→ Exercise directions:
Could you reproduce the lines below from the one with "pub struct Demo" through the one with "pub fn registry()"? Keep both ends and add nothing.

Records for this exercise section start

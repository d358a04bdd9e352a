// SPDX-License-Identifier: MIT OR Apache-2.0
//! Demo shot network evaluated from worker threads.
//!
//! An animated exposure, scaled per shot by a spreadsheet, is tweaked into
//! a set of attributes:
//!
//! ```text
//! grade (Spreadsheet) --> exposure.b
//! animation.curve0 -----> exposure.a
//! exposure.out ---------> tweaks.tweaks.tweak0.value
//! attributes.out -------> tweaks.in
//! ```

use anyhow::{anyhow, Context as _};
use plexus_animation::{animate, set_key, Key};
use plexus_graph::nodes::{add_row, ArithmeticOp};
use plexus_graph::{CompoundData, Context, Engine, EngineConfig, Graph, NodeRegistry, PlugId, SharedGraph};
use plexus_scene::{add_attribute, add_tweak_plug, TweakMode};
use std::sync::Arc;
use std::thread;

/// Shots the demo renders, with the per-shot exposure scale they select
pub const SHOTS: [&str; 3] = ["sh010", "sh020", "sh030"];

/// A built demo network
pub struct Demo {
    /// The network, shared with worker threads
    pub graph: SharedGraph,
    /// Final tweaked attributes
    pub output: PlugId,
}

/// Registry with every node type Plexus ships
pub fn registry() -> NodeRegistry {
    let mut registry = NodeRegistry::with_builtins();
    plexus_animation::register(&mut registry);
    plexus_scene::register(&mut registry);
    registry
}

fn plug(graph: &Graph, node: &str, path: &str) -> anyhow::Result<PlugId> {
    let id = graph
        .node_by_name(node)
        .with_context(|| format!("no node named \"{node}\""))?;
    Ok(graph.plug_by_path(id, path)?)
}

/// Build the demo network for `frames` frames
pub fn build(config: EngineConfig, frames: u32) -> anyhow::Result<Demo> {
    let mut graph = Graph::with_parts("demo", Arc::new(registry()), Arc::new(Engine::new(config)));

    let grade = graph.create_node("Spreadsheet", "grade")?;
    graph.set_value(plug(&graph, "grade", "selector")?, "shot")?;
    add_row(&mut graph, grade, "sh010")?;
    add_row(&mut graph, grade, "sh02*")?;
    graph.set_value(plug(&graph, "grade", "rows.default.value")?, 0.25)?;
    graph.set_value(plug(&graph, "grade", "rows.row1.value")?, 1.0)?;
    graph.set_value(plug(&graph, "grade", "rows.row2.value")?, 0.5)?;

    graph.create_node("Arithmetic", "exposure")?;
    graph.set_value(plug(&graph, "exposure", "operation")?, ArithmeticOp::Multiply.index())?;
    graph.set_input(plug(&graph, "exposure", "b")?, Some(plug(&graph, "grade", "out")?))?;
    let a = plug(&graph, "exposure", "a")?;
    animate(&mut graph, a)?;
    set_key(&mut graph, a, Key::new(1.0, 0.0))?;
    set_key(&mut graph, a, Key::new(frames.max(2) as f32, 2.0))?;

    let attributes = graph.create_node("Attributes", "attributes")?;
    add_attribute(&mut graph, attributes, "samples", 4, true)?;
    add_attribute(&mut graph, attributes, "visible", true, true)?;

    graph.create_node("Tweaks", "tweaks")?;
    graph.set_input(plug(&graph, "tweaks", "in")?, Some(plug(&graph, "attributes", "out")?))?;
    graph.set_value(plug(&graph, "tweaks", "ignore_missing")?, true)?;
    let container = plug(&graph, "tweaks", "tweaks")?;
    add_tweak_plug(&mut graph, container, "exposure", 0.0, TweakMode::Replace, true)?;
    add_tweak_plug(&mut graph, container, "samples", 2, TweakMode::Multiply, true)?;
    graph.set_input(
        plug(&graph, "tweaks", "tweaks.tweak0.value")?,
        Some(plug(&graph, "exposure", "out")?),
    )?;

    let output = plug(&graph, "tweaks", "out")?;
    tracing::info!(nodes = graph.nodes().count(), plugs = graph.plug_count(), "built demo network");
    Ok(Demo {
        graph: graph.into_shared(),
        output,
    })
}

/// Evaluate every shot at every frame, splitting frames across `threads`
/// workers. Returns the number of values read.
pub fn evaluate(demo: &Demo, frames: u32, threads: usize) -> anyhow::Result<usize> {
    let threads = threads.max(1);
    thread::scope(|scope| {
        let workers: Vec<_> = (0..threads)
            .map(|worker| {
                scope.spawn(move || -> anyhow::Result<usize> {
                    let mut count = 0;
                    for frame in (1..=frames).skip(worker).step_by(threads) {
                        for shot in SHOTS {
                            let context = Context::at_frame(frame as f32).with("shot", shot);
                            let graph = demo.graph.read();
                            let value = graph.get_value(demo.output, &context)?;
                            let attributes = value
                                .as_compound()
                                .ok_or_else(|| anyhow!("demo output is not parameter data"))?;
                            log_attributes(worker, shot, frame, attributes);
                            count += 1;
                        }
                    }
                    Ok(count)
                })
            })
            .collect();

        workers.into_iter().try_fold(0, |total, worker| -> anyhow::Result<usize> {
            let count = worker.join().map_err(|_| anyhow!("worker thread panicked"))??;
            Ok(total + count)
        })
    })
}

fn log_attributes(worker: usize, shot: &str, frame: u32, attributes: &CompoundData) {
    let exposure = attributes.get("exposure").and_then(|v| v.as_float());
    let samples = attributes.get("samples").and_then(|v| v.as_int());
    tracing::debug!(worker, shot, frame, ?exposure, ?samples, "evaluated");
}

/// Change the exposure scale of a shot pattern as one undoable edit
pub fn regrade(demo: &Demo, row: &str, scale: f32) -> anyhow::Result<()> {
    let mut graph = demo.graph.write();
    let value = plug(&graph, "grade", &format!("rows.{row}.value"))?;
    graph.undoable("Regrade", |graph| graph.set_value(value, scale))?;
    Ok(())
}

/// Undo the last edit
pub fn undo(demo: &Demo) -> anyhow::Result<()> {
    demo.graph.write().undo()?;
    Ok(())
}

#[cfg(test)]
mod tests {
    use super::*;
    use plexus_graph::PlugValue;

    fn exposure(demo: &Demo, shot: &str, frame: f32) -> PlugValue {
        let graph = demo.graph.read();
        let context = Context::at_frame(frame).with("shot", shot);
        let value = graph.get_value(demo.output, &context).unwrap().to_value();
        value.as_compound().unwrap().get("exposure").cloned().unwrap()
    }

    #[test]
    fn test_demo_network() {
        let demo = build(EngineConfig::default(), 5).unwrap();
        assert_eq!(exposure(&demo, "sh010", 5.0), PlugValue::Float(2.0));
        assert_eq!(exposure(&demo, "sh020", 5.0), PlugValue::Float(1.0));
        assert_eq!(exposure(&demo, "sh030", 5.0), PlugValue::Float(0.5));
        assert_eq!(exposure(&demo, "sh010", 1.0), PlugValue::Float(0.0));

        let graph = demo.graph.read();
        let value = graph.get_value(demo.output, &Context::at_frame(3.0)).unwrap();
        assert_eq!(value.as_compound().unwrap().get("samples"), Some(&PlugValue::Int(8)));
    }

    #[test]
    fn test_parallel_evaluation_counts() {
        let demo = build(EngineConfig::default(), 6).unwrap();
        assert_eq!(evaluate(&demo, 6, 4).unwrap(), 6 * SHOTS.len());
        let computes = demo.graph.read().engine().stats().computes;

        // Everything is cached the second time round
        assert_eq!(evaluate(&demo, 6, 3).unwrap(), 6 * SHOTS.len());
        assert_eq!(demo.graph.read().engine().stats().computes, computes);
    }

    #[test]
    fn test_regrade_and_undo() {
        let demo = build(EngineConfig::default(), 5).unwrap();
        regrade(&demo, "row1", 2.0).unwrap();
        assert_eq!(exposure(&demo, "sh010", 5.0), PlugValue::Float(4.0));
        undo(&demo).unwrap();
        assert_eq!(exposure(&demo, "sh010", 5.0), PlugValue::Float(2.0));
    }
}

Records for this exercise section end

→ Answer to this exercise:
pub struct Demo {
    /// The network, shared with worker threads
    pub graph: SharedGraph,
    /// Final tweaked attributes
    pub output: PlugId,
}

/// Registry with every node type Plexus ships
pub fn registry() -> NodeRegistry {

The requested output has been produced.